Data for processing:
******

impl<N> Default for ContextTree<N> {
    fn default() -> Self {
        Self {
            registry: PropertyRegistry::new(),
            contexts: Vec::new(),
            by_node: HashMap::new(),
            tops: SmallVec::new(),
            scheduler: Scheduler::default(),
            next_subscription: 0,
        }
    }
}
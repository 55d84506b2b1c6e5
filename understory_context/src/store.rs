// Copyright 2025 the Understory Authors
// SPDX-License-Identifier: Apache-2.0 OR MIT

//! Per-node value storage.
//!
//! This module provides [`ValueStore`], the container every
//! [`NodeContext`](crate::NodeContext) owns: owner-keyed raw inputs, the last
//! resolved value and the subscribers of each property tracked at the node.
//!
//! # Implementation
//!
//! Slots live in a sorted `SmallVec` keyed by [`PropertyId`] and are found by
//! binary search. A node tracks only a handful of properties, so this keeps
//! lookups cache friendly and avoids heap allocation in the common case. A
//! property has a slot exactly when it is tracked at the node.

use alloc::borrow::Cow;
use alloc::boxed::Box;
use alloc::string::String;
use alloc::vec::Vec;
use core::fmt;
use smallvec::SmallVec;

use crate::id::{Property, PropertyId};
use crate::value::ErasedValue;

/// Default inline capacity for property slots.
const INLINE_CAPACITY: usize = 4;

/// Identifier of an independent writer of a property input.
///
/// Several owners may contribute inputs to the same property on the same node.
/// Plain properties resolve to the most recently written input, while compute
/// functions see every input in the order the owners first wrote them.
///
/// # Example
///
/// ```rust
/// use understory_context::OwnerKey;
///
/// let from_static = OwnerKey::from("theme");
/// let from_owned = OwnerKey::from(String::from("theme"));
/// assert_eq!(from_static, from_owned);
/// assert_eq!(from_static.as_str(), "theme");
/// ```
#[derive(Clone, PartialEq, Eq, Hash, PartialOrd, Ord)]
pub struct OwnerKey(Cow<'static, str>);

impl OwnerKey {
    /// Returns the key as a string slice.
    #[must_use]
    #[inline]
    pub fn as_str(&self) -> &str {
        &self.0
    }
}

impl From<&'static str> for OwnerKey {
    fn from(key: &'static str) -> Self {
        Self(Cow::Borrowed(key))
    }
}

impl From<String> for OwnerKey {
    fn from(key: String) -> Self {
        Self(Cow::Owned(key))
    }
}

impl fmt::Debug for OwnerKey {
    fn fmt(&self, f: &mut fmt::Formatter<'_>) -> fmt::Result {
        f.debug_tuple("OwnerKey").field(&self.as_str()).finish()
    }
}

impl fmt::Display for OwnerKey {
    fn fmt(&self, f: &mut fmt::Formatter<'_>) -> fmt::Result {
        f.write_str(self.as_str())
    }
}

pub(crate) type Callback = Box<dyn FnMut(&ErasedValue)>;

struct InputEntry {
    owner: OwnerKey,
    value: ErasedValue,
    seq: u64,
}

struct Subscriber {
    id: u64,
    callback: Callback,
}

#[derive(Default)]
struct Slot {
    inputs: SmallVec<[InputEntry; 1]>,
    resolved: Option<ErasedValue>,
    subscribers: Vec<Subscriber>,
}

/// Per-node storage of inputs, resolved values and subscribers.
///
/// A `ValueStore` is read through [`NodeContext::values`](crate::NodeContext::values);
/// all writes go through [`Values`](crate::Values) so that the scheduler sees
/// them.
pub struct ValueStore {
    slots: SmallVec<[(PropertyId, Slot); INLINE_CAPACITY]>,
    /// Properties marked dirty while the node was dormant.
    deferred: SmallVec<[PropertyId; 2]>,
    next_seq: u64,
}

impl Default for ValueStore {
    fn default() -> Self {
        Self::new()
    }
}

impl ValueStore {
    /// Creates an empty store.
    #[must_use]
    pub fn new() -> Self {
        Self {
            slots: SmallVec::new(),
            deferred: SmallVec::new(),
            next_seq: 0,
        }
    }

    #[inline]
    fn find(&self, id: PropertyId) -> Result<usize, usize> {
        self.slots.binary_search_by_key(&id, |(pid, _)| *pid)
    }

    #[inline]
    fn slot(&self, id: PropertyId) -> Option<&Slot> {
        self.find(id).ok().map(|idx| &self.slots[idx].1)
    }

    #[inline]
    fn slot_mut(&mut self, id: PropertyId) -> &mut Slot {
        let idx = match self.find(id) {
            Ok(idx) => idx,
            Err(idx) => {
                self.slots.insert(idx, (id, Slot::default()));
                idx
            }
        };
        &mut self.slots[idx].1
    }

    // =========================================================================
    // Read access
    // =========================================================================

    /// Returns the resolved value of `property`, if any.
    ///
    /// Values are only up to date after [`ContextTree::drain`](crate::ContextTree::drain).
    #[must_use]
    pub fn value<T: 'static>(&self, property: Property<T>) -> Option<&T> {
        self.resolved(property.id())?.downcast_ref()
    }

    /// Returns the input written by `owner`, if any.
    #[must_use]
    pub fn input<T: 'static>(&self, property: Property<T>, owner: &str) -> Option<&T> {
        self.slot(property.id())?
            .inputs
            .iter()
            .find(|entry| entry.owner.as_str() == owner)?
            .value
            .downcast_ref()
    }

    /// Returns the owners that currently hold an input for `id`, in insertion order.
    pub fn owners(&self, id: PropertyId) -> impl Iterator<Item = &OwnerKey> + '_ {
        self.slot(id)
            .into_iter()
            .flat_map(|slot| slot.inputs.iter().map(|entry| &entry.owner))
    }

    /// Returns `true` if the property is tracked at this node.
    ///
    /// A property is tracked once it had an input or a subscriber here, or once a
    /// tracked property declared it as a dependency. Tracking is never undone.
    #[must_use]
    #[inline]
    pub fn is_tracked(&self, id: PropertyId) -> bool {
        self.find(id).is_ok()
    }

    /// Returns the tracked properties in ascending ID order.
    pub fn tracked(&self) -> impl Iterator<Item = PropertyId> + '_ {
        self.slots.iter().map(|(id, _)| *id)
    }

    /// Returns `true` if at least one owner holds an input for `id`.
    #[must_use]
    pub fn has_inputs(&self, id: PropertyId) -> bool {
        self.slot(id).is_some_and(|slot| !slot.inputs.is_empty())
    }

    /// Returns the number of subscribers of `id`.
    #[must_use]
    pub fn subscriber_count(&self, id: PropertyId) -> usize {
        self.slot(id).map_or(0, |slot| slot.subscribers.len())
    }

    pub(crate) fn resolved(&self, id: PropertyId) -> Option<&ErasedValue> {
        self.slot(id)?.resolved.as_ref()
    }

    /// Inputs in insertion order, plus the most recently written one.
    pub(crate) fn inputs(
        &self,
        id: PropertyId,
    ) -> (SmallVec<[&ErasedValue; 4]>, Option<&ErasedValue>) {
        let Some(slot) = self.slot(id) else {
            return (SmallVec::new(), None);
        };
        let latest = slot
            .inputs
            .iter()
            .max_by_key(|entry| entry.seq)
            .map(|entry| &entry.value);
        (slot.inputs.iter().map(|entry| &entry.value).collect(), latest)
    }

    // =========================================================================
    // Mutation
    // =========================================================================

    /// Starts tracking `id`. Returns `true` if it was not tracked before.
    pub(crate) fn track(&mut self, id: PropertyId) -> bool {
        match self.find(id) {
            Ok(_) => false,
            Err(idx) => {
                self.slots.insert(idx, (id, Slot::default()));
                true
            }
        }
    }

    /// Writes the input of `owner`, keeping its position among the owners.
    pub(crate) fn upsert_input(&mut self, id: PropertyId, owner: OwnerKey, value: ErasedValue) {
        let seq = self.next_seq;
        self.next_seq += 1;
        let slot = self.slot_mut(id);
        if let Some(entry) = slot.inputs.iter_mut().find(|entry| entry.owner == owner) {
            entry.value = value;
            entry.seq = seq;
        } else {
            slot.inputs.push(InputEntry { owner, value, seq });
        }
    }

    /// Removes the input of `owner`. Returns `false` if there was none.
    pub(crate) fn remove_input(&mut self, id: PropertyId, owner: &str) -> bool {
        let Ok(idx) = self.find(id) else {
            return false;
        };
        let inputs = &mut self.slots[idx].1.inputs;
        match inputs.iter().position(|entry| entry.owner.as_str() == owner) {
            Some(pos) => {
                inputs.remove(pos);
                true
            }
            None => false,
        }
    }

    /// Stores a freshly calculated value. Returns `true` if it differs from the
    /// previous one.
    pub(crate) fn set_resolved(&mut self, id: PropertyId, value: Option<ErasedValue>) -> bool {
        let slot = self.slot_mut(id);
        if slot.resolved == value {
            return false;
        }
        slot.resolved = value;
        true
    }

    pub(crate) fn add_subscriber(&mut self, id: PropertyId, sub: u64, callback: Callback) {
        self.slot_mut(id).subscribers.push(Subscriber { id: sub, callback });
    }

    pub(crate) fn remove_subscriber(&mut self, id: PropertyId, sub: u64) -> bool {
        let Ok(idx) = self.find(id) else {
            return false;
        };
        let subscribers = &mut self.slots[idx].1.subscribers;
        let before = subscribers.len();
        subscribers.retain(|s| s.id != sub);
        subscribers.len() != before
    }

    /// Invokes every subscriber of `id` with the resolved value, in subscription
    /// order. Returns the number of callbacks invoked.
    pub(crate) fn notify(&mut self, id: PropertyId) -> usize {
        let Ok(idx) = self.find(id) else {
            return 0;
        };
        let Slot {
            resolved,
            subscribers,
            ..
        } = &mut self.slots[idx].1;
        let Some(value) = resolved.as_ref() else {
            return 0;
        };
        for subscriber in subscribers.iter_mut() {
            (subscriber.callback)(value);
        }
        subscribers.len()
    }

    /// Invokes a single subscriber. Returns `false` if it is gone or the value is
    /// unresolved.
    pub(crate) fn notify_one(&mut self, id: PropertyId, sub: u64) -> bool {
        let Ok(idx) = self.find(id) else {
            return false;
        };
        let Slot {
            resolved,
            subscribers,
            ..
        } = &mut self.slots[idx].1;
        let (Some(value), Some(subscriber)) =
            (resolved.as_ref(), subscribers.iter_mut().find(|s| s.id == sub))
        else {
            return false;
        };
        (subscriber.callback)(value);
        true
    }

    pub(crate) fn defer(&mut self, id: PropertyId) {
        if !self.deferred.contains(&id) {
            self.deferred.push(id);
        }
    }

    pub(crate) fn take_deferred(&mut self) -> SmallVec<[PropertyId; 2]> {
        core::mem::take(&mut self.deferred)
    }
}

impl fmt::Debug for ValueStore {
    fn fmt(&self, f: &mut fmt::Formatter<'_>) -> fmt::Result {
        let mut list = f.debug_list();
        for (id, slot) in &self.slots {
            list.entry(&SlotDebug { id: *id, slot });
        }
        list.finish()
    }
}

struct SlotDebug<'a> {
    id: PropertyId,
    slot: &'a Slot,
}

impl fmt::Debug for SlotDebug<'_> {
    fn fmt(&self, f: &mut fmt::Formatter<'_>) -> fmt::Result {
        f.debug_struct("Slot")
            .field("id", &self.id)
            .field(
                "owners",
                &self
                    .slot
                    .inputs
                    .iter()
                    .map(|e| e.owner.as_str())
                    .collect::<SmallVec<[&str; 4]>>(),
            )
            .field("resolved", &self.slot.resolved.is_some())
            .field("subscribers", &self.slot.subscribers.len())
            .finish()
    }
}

******

Instructions to follow: Work out the number of lines in the listing above that hold the string "order". Reply with that number only.

Response for this exercise: 5